▶ **Exercise requirements**: Search string "HashSet": state how many lines in the material below contain it, and nothing else.

======== Provided records

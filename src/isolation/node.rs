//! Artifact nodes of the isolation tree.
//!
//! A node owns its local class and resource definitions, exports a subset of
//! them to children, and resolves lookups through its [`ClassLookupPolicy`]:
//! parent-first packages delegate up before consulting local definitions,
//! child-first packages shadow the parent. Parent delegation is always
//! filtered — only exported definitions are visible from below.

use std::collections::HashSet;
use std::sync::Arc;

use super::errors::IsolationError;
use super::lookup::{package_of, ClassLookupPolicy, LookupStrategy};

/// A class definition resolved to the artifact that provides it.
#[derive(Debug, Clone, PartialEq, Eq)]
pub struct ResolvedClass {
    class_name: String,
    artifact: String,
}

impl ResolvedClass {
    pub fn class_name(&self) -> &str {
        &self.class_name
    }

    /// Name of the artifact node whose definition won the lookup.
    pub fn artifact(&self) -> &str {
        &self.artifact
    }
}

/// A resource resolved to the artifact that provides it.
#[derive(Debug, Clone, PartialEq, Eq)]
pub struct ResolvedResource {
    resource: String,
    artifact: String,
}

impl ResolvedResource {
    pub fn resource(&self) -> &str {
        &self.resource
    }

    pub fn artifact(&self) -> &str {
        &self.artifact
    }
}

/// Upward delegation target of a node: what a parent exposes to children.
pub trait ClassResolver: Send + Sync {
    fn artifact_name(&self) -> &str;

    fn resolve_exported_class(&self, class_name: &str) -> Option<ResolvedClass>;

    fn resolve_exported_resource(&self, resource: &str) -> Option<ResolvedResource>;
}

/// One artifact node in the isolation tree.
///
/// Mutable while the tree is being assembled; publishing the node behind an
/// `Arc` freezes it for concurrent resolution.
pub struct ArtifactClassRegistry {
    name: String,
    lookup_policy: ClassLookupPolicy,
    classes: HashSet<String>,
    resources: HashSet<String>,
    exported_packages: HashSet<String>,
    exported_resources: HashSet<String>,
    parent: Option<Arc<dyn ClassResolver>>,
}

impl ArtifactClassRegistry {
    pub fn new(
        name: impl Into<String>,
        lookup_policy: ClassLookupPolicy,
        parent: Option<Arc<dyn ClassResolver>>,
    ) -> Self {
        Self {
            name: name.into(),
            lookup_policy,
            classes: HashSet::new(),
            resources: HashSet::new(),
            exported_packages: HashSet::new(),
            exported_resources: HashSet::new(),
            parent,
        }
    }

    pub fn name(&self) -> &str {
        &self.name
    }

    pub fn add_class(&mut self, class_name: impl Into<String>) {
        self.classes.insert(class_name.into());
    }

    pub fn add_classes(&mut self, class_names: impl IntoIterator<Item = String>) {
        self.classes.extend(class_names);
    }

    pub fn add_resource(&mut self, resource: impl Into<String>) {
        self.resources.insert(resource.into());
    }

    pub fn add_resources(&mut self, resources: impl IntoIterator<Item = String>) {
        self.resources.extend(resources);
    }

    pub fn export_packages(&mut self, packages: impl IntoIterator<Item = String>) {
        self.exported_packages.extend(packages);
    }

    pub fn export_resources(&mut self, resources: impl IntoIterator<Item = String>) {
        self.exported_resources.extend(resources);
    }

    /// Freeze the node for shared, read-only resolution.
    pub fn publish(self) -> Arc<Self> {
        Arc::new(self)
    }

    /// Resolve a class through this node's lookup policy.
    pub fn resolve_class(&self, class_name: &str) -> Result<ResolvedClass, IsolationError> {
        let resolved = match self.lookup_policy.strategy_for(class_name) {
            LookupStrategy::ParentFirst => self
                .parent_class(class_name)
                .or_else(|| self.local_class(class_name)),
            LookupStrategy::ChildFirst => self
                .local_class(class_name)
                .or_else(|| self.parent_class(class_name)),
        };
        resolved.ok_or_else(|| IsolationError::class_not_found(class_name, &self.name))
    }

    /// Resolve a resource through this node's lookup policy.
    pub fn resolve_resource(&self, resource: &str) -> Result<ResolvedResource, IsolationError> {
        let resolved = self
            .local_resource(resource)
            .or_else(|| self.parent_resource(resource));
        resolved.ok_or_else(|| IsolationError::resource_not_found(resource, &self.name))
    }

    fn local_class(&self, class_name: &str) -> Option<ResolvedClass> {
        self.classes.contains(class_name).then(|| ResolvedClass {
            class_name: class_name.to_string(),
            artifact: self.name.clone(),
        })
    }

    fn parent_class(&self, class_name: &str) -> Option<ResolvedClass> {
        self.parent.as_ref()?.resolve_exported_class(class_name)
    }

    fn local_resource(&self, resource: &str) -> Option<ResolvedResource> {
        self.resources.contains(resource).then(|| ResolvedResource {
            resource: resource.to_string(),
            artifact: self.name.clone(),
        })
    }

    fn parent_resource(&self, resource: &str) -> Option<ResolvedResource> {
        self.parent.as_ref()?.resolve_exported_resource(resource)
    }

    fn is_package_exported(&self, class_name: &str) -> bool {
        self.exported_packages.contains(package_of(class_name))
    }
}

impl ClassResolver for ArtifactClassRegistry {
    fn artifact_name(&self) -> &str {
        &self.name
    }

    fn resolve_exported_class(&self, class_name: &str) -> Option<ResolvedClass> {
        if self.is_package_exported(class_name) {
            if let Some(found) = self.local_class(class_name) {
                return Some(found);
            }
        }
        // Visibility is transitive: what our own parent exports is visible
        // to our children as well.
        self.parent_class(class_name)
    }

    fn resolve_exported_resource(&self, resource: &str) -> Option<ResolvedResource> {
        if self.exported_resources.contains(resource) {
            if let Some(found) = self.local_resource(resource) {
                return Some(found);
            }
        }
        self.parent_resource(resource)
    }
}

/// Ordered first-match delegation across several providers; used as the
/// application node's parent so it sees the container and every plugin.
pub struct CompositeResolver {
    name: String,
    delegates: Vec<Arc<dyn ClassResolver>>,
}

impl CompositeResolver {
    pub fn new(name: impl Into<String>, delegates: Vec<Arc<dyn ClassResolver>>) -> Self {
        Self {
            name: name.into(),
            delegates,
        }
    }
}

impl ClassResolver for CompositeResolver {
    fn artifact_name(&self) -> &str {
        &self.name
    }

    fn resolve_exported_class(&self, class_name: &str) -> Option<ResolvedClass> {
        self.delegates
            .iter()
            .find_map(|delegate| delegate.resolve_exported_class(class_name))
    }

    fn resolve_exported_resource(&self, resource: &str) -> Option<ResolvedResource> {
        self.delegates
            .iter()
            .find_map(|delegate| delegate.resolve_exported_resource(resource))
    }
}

================

▶ **Response to this exercise**: 9